======== Available data ========

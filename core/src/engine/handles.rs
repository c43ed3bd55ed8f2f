//! engine/handles.rs
//! Owning wrappers around the engine's opaque objects.
//!
//! Design notes:
//! - Each wrapper owns exactly one engine allocation and frees it in `Drop`.
//! - Constructors return `None` when the engine cannot allocate.
//! - Buffers are passed as slices; positions are advanced in place by the engine.
//! - Contexts are `Send` (the engine has no thread affinity); dictionaries are
//!   also `Sync` because they are read-only after construction.

use std::os::raw::{c_int, c_void};
use std::ptr::{self, NonNull};

use log::warn;
use zstd_sys::{
    ZSTD_CCtx, ZSTD_CCtx_params, ZSTD_CDict, ZSTD_DCtx, ZSTD_DDict, ZSTD_EndDirective,
    ZSTD_ResetDirective, ZSTD_cParameter, ZSTD_customMem, ZSTD_dParameter,
    ZSTD_dictContentType_e, ZSTD_dictLoadMethod_e,
};

use crate::engine::error::{check, EngineError};

fn default_mem() -> ZSTD_customMem {
    ZSTD_customMem {
        customAlloc: None,
        customFree: None,
        opaque: ptr::null_mut(),
    }
}

fn release(what: &str, result: usize) {
    if let Err(e) = check(result) {
        warn!("engine refused to free {}: {}", what, e);
    }
}

// -----------------------------------------------------------------------------
// Encode session
// -----------------------------------------------------------------------------

pub struct RawCCtx(NonNull<ZSTD_CCtx>);

// SAFETY: an encode session has no thread affinity; `&mut self` on every
// mutating call keeps access exclusive.
unsafe impl Send for RawCCtx {}

impl RawCCtx {
    pub fn create() -> Option<Self> {
        // SAFETY: plain constructor, null on allocation failure.
        NonNull::new(unsafe { zstd_sys::ZSTD_createCCtx() }).map(Self)
    }

    pub fn get_parameter(&self, param: ZSTD_cParameter) -> Result<c_int, EngineError> {
        let mut value: c_int = 0;
        // SAFETY: live handle, `value` outlives the call.
        check(unsafe { zstd_sys::ZSTD_CCtx_getParameter(self.0.as_ptr(), param, &mut value) })?;
        Ok(value)
    }

    pub fn set_parameter(&mut self, param: ZSTD_cParameter, value: c_int) -> Result<(), EngineError> {
        // SAFETY: live handle.
        check(unsafe { zstd_sys::ZSTD_CCtx_setParameter(self.0.as_ptr(), param, value) })?;
        Ok(())
    }

    pub fn set_parameters(&mut self, params: &RawCCtxParams) -> Result<(), EngineError> {
        // SAFETY: both handles live; the engine copies the parameters.
        check(unsafe {
            zstd_sys::ZSTD_CCtx_setParametersUsingCCtxParams(self.0.as_ptr(), params.0.as_ptr())
        })?;
        Ok(())
    }

    pub fn set_pledged_src_size(&mut self, size: u64) -> Result<(), EngineError> {
        // SAFETY: live handle.
        check(unsafe { zstd_sys::ZSTD_CCtx_setPledgedSrcSize(self.0.as_ptr(), size) })?;
        Ok(())
    }

    /// One engine step. Returns the number of bytes still waiting to be
    /// flushed (0 when the engine has nothing pending).
    pub fn compress_stream(
        &mut self,
        dst: &mut [u8],
        dst_pos: &mut usize,
        src: &[u8],
        src_pos: &mut usize,
        op: ZSTD_EndDirective,
    ) -> Result<usize, EngineError> {
        // SAFETY: pointers and lengths come from live slices; the engine
        // validates both positions against their capacities.
        check(unsafe {
            zstd_sys::ZSTD_compressStream2_simpleArgs(
                self.0.as_ptr(),
                dst.as_mut_ptr().cast::<c_void>(),
                dst.len(),
                dst_pos,
                src.as_ptr().cast::<c_void>(),
                src.len(),
                src_pos,
                op,
            )
        })
    }

    pub fn reset(&mut self, mode: ZSTD_ResetDirective) -> Result<(), EngineError> {
        // SAFETY: live handle.
        check(unsafe { zstd_sys::ZSTD_CCtx_reset(self.0.as_ptr(), mode) })?;
        Ok(())
    }

    pub fn compress_using_cdict(
        &mut self,
        dst: &mut [u8],
        src: &[u8],
        cdict: &RawCDict,
    ) -> Result<usize, EngineError> {
        // SAFETY: slices are live for the call; the dictionary is borrowed
        // for the whole call.
        check(unsafe {
            zstd_sys::ZSTD_compress_usingCDict(
                self.0.as_ptr(),
                dst.as_mut_ptr().cast::<c_void>(),
                dst.len(),
                src.as_ptr().cast::<c_void>(),
                src.len(),
                cdict.0.as_ptr(),
            )
        })
    }

    /// Start a raw block session, optionally primed with a dictionary.
    pub fn begin_block(&mut self, cdict: Option<&RawCDict>, level: c_int) -> Result<(), EngineError> {
        // SAFETY: live handles.
        let result = unsafe {
            match cdict {
                Some(d) => zstd_sys::ZSTD_compressBegin_usingCDict(self.0.as_ptr(), d.0.as_ptr()),
                None => zstd_sys::ZSTD_compressBegin(self.0.as_ptr(), level),
            }
        };
        check(result)?;
        Ok(())
    }

    /// Maximum input accepted by [`Self::compress_block`] in the current session.
    pub fn block_size(&self) -> usize {
        // SAFETY: live handle.
        unsafe { zstd_sys::ZSTD_getBlockSize(self.0.as_ptr()) }
    }

    pub fn compress_block(&mut self, dst: &mut [u8], src: &[u8]) -> Result<usize, EngineError> {
        // SAFETY: slices are live for the call.
        check(unsafe {
            zstd_sys::ZSTD_compressBlock(
                self.0.as_ptr(),
                dst.as_mut_ptr().cast::<c_void>(),
                dst.len(),
                src.as_ptr().cast::<c_void>(),
                src.len(),
            )
        })
    }
}

impl Drop for RawCCtx {
    fn drop(&mut self) {
        // SAFETY: we own the allocation and drop runs once.
        release("compression context", unsafe { zstd_sys::ZSTD_freeCCtx(self.0.as_ptr()) });
    }
}

// -----------------------------------------------------------------------------
// Encode parameter bag
// -----------------------------------------------------------------------------

pub struct RawCCtxParams(NonNull<ZSTD_CCtx_params>);

// SAFETY: plain parameter storage, no thread affinity.
unsafe impl Send for RawCCtxParams {}

impl RawCCtxParams {
    pub fn create() -> Option<Self> {
        // SAFETY: plain constructor, null on allocation failure.
        NonNull::new(unsafe { zstd_sys::ZSTD_createCCtxParams() }).map(Self)
    }

    pub fn get_parameter(&self, param: ZSTD_cParameter) -> Result<c_int, EngineError> {
        let mut value: c_int = 0;
        // SAFETY: live handle, `value` outlives the call.
        check(unsafe { zstd_sys::ZSTD_CCtxParams_getParameter(self.0.as_ptr(), param, &mut value) })?;
        Ok(value)
    }

    pub fn set_parameter(&mut self, param: ZSTD_cParameter, value: c_int) -> Result<(), EngineError> {
        // SAFETY: live handle.
        check(unsafe { zstd_sys::ZSTD_CCtxParams_setParameter(self.0.as_ptr(), param, value) })?;
        Ok(())
    }

    pub fn reset(&mut self) -> Result<(), EngineError> {
        // SAFETY: live handle.
        check(unsafe { zstd_sys::ZSTD_CCtxParams_reset(self.0.as_ptr()) })?;
        Ok(())
    }
}

impl Drop for RawCCtxParams {
    fn drop(&mut self) {
        // SAFETY: we own the allocation and drop runs once.
        release("parameter set", unsafe { zstd_sys::ZSTD_freeCCtxParams(self.0.as_ptr()) });
    }
}

// -----------------------------------------------------------------------------
// Digested dictionaries
// -----------------------------------------------------------------------------

pub struct RawCDict(NonNull<ZSTD_CDict>);

// SAFETY: immutable after construction; the engine only reads it.
unsafe impl Send for RawCDict {}
unsafe impl Sync for RawCDict {}

impl RawCDict {
    /// Digest `dict` (copied) with the given parameters.
    pub fn create(dict: &[u8], params: &RawCCtxParams) -> Option<Self> {
        // SAFETY: `dict` is copied by the engine (`byCopy`), `params` is only
        // read during the call.
        NonNull::new(unsafe {
            zstd_sys::ZSTD_createCDict_advanced2(
                dict.as_ptr().cast::<c_void>(),
                dict.len(),
                ZSTD_dictLoadMethod_e::ZSTD_dlm_byCopy,
                ZSTD_dictContentType_e::ZSTD_dct_auto,
                params.0.as_ptr(),
                default_mem(),
            )
        })
        .map(Self)
    }

    pub fn id(&self) -> u32 {
        // SAFETY: live handle.
        unsafe { zstd_sys::ZSTD_getDictID_fromCDict(self.0.as_ptr()) }
    }
}

impl Drop for RawCDict {
    fn drop(&mut self) {
        // SAFETY: we own the allocation and drop runs once.
        release("compression dictionary", unsafe { zstd_sys::ZSTD_freeCDict(self.0.as_ptr()) });
    }
}

pub struct RawDDict(NonNull<ZSTD_DDict>);

// SAFETY: immutable after construction; the engine only reads it.
unsafe impl Send for RawDDict {}
unsafe impl Sync for RawDDict {}

impl RawDDict {
    /// Digest `dict` (copied, content type detected).
    pub fn create(dict: &[u8]) -> Option<Self> {
        // SAFETY: the engine copies `dict` before returning.
        NonNull::new(unsafe {
            zstd_sys::ZSTD_createDDict(dict.as_ptr().cast::<c_void>(), dict.len())
        })
        .map(Self)
    }

    pub fn id(&self) -> u32 {
        // SAFETY: live handle.
        unsafe { zstd_sys::ZSTD_getDictID_fromDDict(self.0.as_ptr()) }
    }
}

impl Drop for RawDDict {
    fn drop(&mut self) {
        // SAFETY: we own the allocation and drop runs once.
        release("decompression dictionary", unsafe { zstd_sys::ZSTD_freeDDict(self.0.as_ptr()) });
    }
}

// -----------------------------------------------------------------------------
// Decode session
// -----------------------------------------------------------------------------

pub struct RawDCtx(NonNull<ZSTD_DCtx>);

// SAFETY: a decode session has no thread affinity; `&mut self` on every
// mutating call keeps access exclusive.
unsafe impl Send for RawDCtx {}

impl RawDCtx {
    pub fn create() -> Option<Self> {
        // SAFETY: plain constructor, null on allocation failure.
        NonNull::new(unsafe { zstd_sys::ZSTD_createDCtx() }).map(Self)
    }

    pub fn get_parameter(&self, param: ZSTD_dParameter) -> Result<c_int, EngineError> {
        let mut value: c_int = 0;
        // SAFETY: live handle; the getter does not mutate despite its
        // non-const signature.
        check(unsafe { zstd_sys::ZSTD_DCtx_getParameter(self.0.as_ptr(), param, &mut value) })?;
        Ok(value)
    }

    pub fn set_parameter(&mut self, param: ZSTD_dParameter, value: c_int) -> Result<(), EngineError> {
        // SAFETY: live handle.
        check(unsafe { zstd_sys::ZSTD_DCtx_setParameter(self.0.as_ptr(), param, value) })?;
        Ok(())
    }

    /// One engine step. Returns 0 when a frame has been fully decoded and
    /// flushed, otherwise a hint for the next input size.
    pub fn decompress_stream(
        &mut self,
        dst: &mut [u8],
        dst_pos: &mut usize,
        src: &[u8],
        src_pos: &mut usize,
    ) -> Result<usize, EngineError> {
        // SAFETY: pointers and lengths come from live slices; the engine
        // validates both positions against their capacities.
        check(unsafe {
            zstd_sys::ZSTD_decompressStream_simpleArgs(
                self.0.as_ptr(),
                dst.as_mut_ptr().cast::<c_void>(),
                dst.len(),
                dst_pos,
                src.as_ptr().cast::<c_void>(),
                src.len(),
                src_pos,
            )
        })
    }

    pub fn reset(&mut self, mode: ZSTD_ResetDirective) -> Result<(), EngineError> {
        // SAFETY: live handle.
        check(unsafe { zstd_sys::ZSTD_DCtx_reset(self.0.as_ptr(), mode) })?;
        Ok(())
    }

    /// Point the session at `ddict` (or at no dictionary).
    ///
    /// # Safety
    /// The engine keeps the raw pointer. The caller must keep `ddict` alive
    /// until the session is freed, reset with parameters, or re-pointed.
    pub unsafe fn ref_ddict(&mut self, ddict: Option<&RawDDict>) -> Result<(), EngineError> {
        let ptr = ddict.map_or(ptr::null(), |d| d.0.as_ptr() as *const ZSTD_DDict);
        check(zstd_sys::ZSTD_DCtx_refDDict(self.0.as_ptr(), ptr))?;
        Ok(())
    }

    /// Decode one raw block, primed with `ddict` when given. The dictionary
    /// is only needed for the duration of this call.
    pub fn decompress_block(
        &mut self,
        dst: &mut [u8],
        src: &[u8],
        ddict: Option<&RawDDict>,
    ) -> Result<usize, EngineError> {
        let dict_ptr = ddict.map_or(ptr::null(), |d| d.0.as_ptr() as *const ZSTD_DDict);
        // SAFETY: the dictionary (if any) and both slices are borrowed for
        // the whole call; block state is rebuilt by the next stream start.
        unsafe {
            check(zstd_sys::ZSTD_decompressBegin_usingDDict(self.0.as_ptr(), dict_ptr))?;
            check(zstd_sys::ZSTD_decompressBlock(
                self.0.as_ptr(),
                dst.as_mut_ptr().cast::<c_void>(),
                dst.len(),
                src.as_ptr().cast::<c_void>(),
                src.len(),
            ))
        }
    }
}

impl Drop for RawDCtx {
    fn drop(&mut self) {
        // SAFETY: we own the allocation and drop runs once.
        release("decompression context", unsafe { zstd_sys::ZSTD_freeDCtx(self.0.as_ptr()) });
    }
}

// -----------------------------------------------------------------------------
// Frame probes
// -----------------------------------------------------------------------------

pub fn is_frame(data: &[u8]) -> bool {
    // SAFETY: read-only probe over a live slice.
    unsafe { zstd_sys::ZSTD_isFrame(data.as_ptr().cast::<c_void>(), data.len()) != 0 }
}

/// Raw content-size probe; see `constants::CONTENTSIZE_*` for sentinels.
pub fn frame_content_size(data: &[u8]) -> u64 {
    // SAFETY: read-only probe over a live slice.
    unsafe { zstd_sys::ZSTD_getFrameContentSize(data.as_ptr().cast::<c_void>(), data.len()) }
}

========

**To do**:
Whenever a line of the data holds the string "input", pick that line out.

**Answer space**:
    /// Maximum input accepted by [`Self::compress_block`] in the current session.
    /// flushed, otherwise a hint for the next input size.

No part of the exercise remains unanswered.